Sarah Brannen, a Policy Analyst at the City Council, said the reason the bulk of the funds are going toward capital projects is because of a council spending rule mandating expense funds to be spent within a year of their allocation.

“The philosophy is: first they build the spaces, then they fill out the staff,” she said. She said the Council hopes to secure more expense funding for the next fiscal year.

The recently Primary Care Initiative Report – which was put together by the HHC, along with a task force convened by Council Speaker Christine Quinn – looked at the barriers the 11 most underserved communities faced to accessing primary care.

Topping the list was waiting room times being too long, which 43 percent of respondents mentioned. At the same time, 24 percent of respondents said their doctor or nurse did not spent enough time with them, while 20 percent said their doctor or nurse did not listen carefully enough. Taken together, these statistics point to people’s dissatisfaction with overcrowded and understaffed facilities in these areas.
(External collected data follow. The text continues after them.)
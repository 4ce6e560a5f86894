use anyhow::{Context, Result};
use clap::{Args, Parser, Subcommand};
use std::io::{self, BufRead, Write};
use std::path::PathBuf;
use temple_atlas::browse::{self, Outcome, Session};
use temple_atlas::catalog::{Catalog, Facet, FacetOptions, FacetValue, TempleId};
use temple_atlas::output;
use temple_atlas::query::{QueryEngine, QueryOutput, QueryState, SortOrder};
use temple_atlas::utils::{get_config_path, AppConfig};
use tracing_subscriber::EnvFilter;

#[derive(Parser)]
#[command(name = "temple-atlas")]
#[command(about = "Browse, rank and summarize a catalog of temples")]
#[command(args_conflicts_with_subcommands = true)]
struct Cli {
    #[command(subcommand)]
    command: Option<Commands>,

    /// Search term and filters (when no subcommand is given)
    #[command(flatten)]
    search: SearchArgs,

    /// Catalog JSON file (overrides the configured catalog)
    #[arg(long, global = true)]
    catalog: Option<PathBuf>,

    /// Disable colored output
    #[arg(long, global = true)]
    no_color: bool,
}

#[derive(Subcommand)]
enum Commands {
    /// Rank and filter the catalog
    Search(SearchArgs),
    /// Interactive browse session reading commands from stdin
    Browse(FilterArgs),
    /// List the options of every facet
    Facets,
    /// Show a single temple
    Show {
        /// Temple id
        id: TempleId,
    },
    /// Show the config file location and effective configuration
    Config {
        /// Write the effective configuration to the config file
        #[arg(long)]
        init: bool,
    },
}

#[derive(Args)]
struct SearchArgs {
    /// Search term
    query: Vec<String>,

    #[command(flatten)]
    filters: FilterArgs,

    /// Maximum number of results to print
    #[arg(short, long)]
    limit: Option<usize>,

    /// Print results and insights as JSON
    #[arg(long)]
    json: bool,
}

#[derive(Args)]
struct FilterArgs {
    #[arg(short, long)]
    region: Option<String>,

    #[arg(short, long)]
    tradition: Option<String>,

    #[arg(short, long)]
    environment: Option<String>,

    #[arg(short, long)]
    feature: Option<String>,

    /// relevance, oldest, newest or significance
    #[arg(short, long)]
    sort: Option<SortOrder>,
}

impl FilterArgs {
    fn to_state(&self, term: String, config: &AppConfig) -> QueryState {
        let mut state = QueryState::new()
            .with_search(term)
            .with_sort(self.sort.unwrap_or(config.default_sort));

        let selections = [
            (Facet::Region, &self.region),
            (Facet::Tradition, &self.tradition),
            (Facet::Environment, &self.environment),
            (Facet::Feature, &self.feature),
        ];
        for (facet, value) in selections {
            if let Some(value) = value {
                *state.selection_mut(facet) = FacetValue::from(value.as_str());
            }
        }

        state
    }
}

fn main() -> Result<()> {
    tracing_subscriber::fmt()
        .with_env_filter(
            EnvFilter::try_from_default_env().unwrap_or_else(|_| "temple_atlas=warn".into()),
        )
        .with_writer(io::stderr)
        .init();

    let cli = Cli::parse();
    let mut config = AppConfig::load()?;
    if let Some(path) = cli.catalog {
        config.catalog_path = Some(path);
    }
    let color = !cli.no_color;

    match cli.command {
        Some(Commands::Search(args)) => {
            let catalog = config.open_catalog()?;
            run_search(&catalog, &config, args, color)?;
        }
        Some(Commands::Browse(filters)) => {
            let catalog = config.open_catalog()?;
            run_browse(&catalog, &config, &filters, color)?;
        }
        Some(Commands::Facets) => {
            let catalog = config.open_catalog()?;
            output::print_facets(&FacetOptions::from_catalog(&catalog), color)?;
        }
        Some(Commands::Show { id }) => {
            let catalog = config.open_catalog()?;
            let temple = catalog
                .get(id)
                .with_context(|| format!("No temple with id {}", id))?;
            output::print_temple(temple, color)?;
        }
        Some(Commands::Config { init }) => {
            if init {
                let path = config.save()?;
                println!("Wrote {}", path.display());
            } else {
                println!("Config file: {}", get_config_path()?.display());
            }
            println!("{}", serde_json::to_string_pretty(&config)?);
        }
        None => {
            let catalog = config.open_catalog()?;
            run_search(&catalog, &config, cli.search, color)?;
        }
    }

    Ok(())
}

fn run_search(catalog: &Catalog, config: &AppConfig, args: SearchArgs, color: bool) -> Result<()> {
    let state = args.filters.to_state(args.query.join(" "), config);
    warn_unknown_selections(catalog, &state);

    let engine = QueryEngine::with_scoring_weights(catalog, config.scoring.clone());
    let result = engine.execute(&state);
    let limit = args.limit.or(config.effective_display_limit());

    if args.json {
        print_json(&result, limit)?;
    } else {
        render(&result, limit, color)?;
    }

    Ok(())
}

fn run_browse(catalog: &Catalog, config: &AppConfig, filters: &FilterArgs, color: bool) -> Result<()> {
    let state = filters.to_state(String::new(), config);
    let engine = QueryEngine::with_scoring_weights(catalog, config.scoring.clone());
    let mut session = Session::new(engine, state, config.cache_capacity);
    let limit = config.effective_display_limit();

    render(session.output(), limit, color)?;

    let stdin = io::stdin();
    let mut lines = stdin.lock().lines();
    loop {
        print!("> ");
        io::stdout().flush()?;

        let Some(line) = lines.next() else {
            break;
        };
        let command = match browse::parse_command(&line?) {
            Ok(command) => command,
            Err(e) => {
                eprintln!("{}", e);
                continue;
            }
        };

        match session.apply(command) {
            Outcome::Results => render(session.output(), limit, color)?,
            Outcome::Facets => output::print_facets(session.options(), color)?,
            Outcome::Temple(id) => {
                if let Some(temple) = session.temple(id) {
                    output::print_temple(temple, color)?;
                }
            }
            Outcome::NotFound(id) => eprintln!("No temple with id {}", id),
            Outcome::Help => println!("{}", browse::HELP),
            Outcome::Quit => break,
        }
    }

    let stats = session.cache().stats();
    tracing::debug!(
        hits = stats.hits,
        misses = stats.misses,
        hit_rate = stats.hit_rate(),
        "browse session ended"
    );

    Ok(())
}

fn render(result: &QueryOutput<'_>, limit: Option<usize>, color: bool) -> Result<()> {
    output::print_results(&result.results, limit, color)?;
    output::print_insights(&result.insights, result.results.len(), color)?;
    Ok(())
}

fn print_json(result: &QueryOutput<'_>, limit: Option<usize>) -> Result<()> {
    let shown = limit.unwrap_or(result.results.len()).min(result.results.len());
    let value = serde_json::json!({
        "total": result.results.len(),
        "results": &result.results[..shown],
        "insights": &result.insights,
    });
    println!("{}", serde_json::to_string_pretty(&value)?);
    Ok(())
}

/// Selections that are not catalog-derived simply match nothing; say so
fn warn_unknown_selections(catalog: &Catalog, state: &QueryState) {
    let options = FacetOptions::from_catalog(catalog);
    for facet in Facet::ALL {
        let selection = state.selection(facet);
        if !options.contains(facet, selection) {
            tracing::warn!(
                facet = facet.label(),
                value = %selection,
                "selection is not a catalog value"
            );
        }
    }
}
The survey also looked at which types of medical care were most difficult to access for people in these areas.

Dentists topped the list, with 50 percent of respondents reporting difficulty accessing one.

Of those surveyed, 30 percent said finding a doctor or a nurse to go to for basic health care needs was hard to find, while 22 percent found it difficult to access a pediatrician. Additionally, 17 percent feel there’s a shortage of prenatal care or obstetrici­an/gynecol­ogical care, while 15 percent said it was difficult to access mental health services.

“While I am disturbed by the findings of this Primary Care Initiative report, these sorry and tragic results must drive us to act,” said Councilmember Diana Reyna, who will host the Woodhull forum with Councilmember Al Vann and HHC personnel.

“It is completely unacceptable that working people do not have access to basic preventive health care. Our community is suffering from health problems that could be addressed easily and cheaper if caught early,” Reyna continued.

The Brooklyn Community Health Forum will be held in the solarium of Woodhull Medical Center, 760 Broadway, on October 16, from 6 p.m. to 8 p.m. The forum is free, and all city residents are welcome.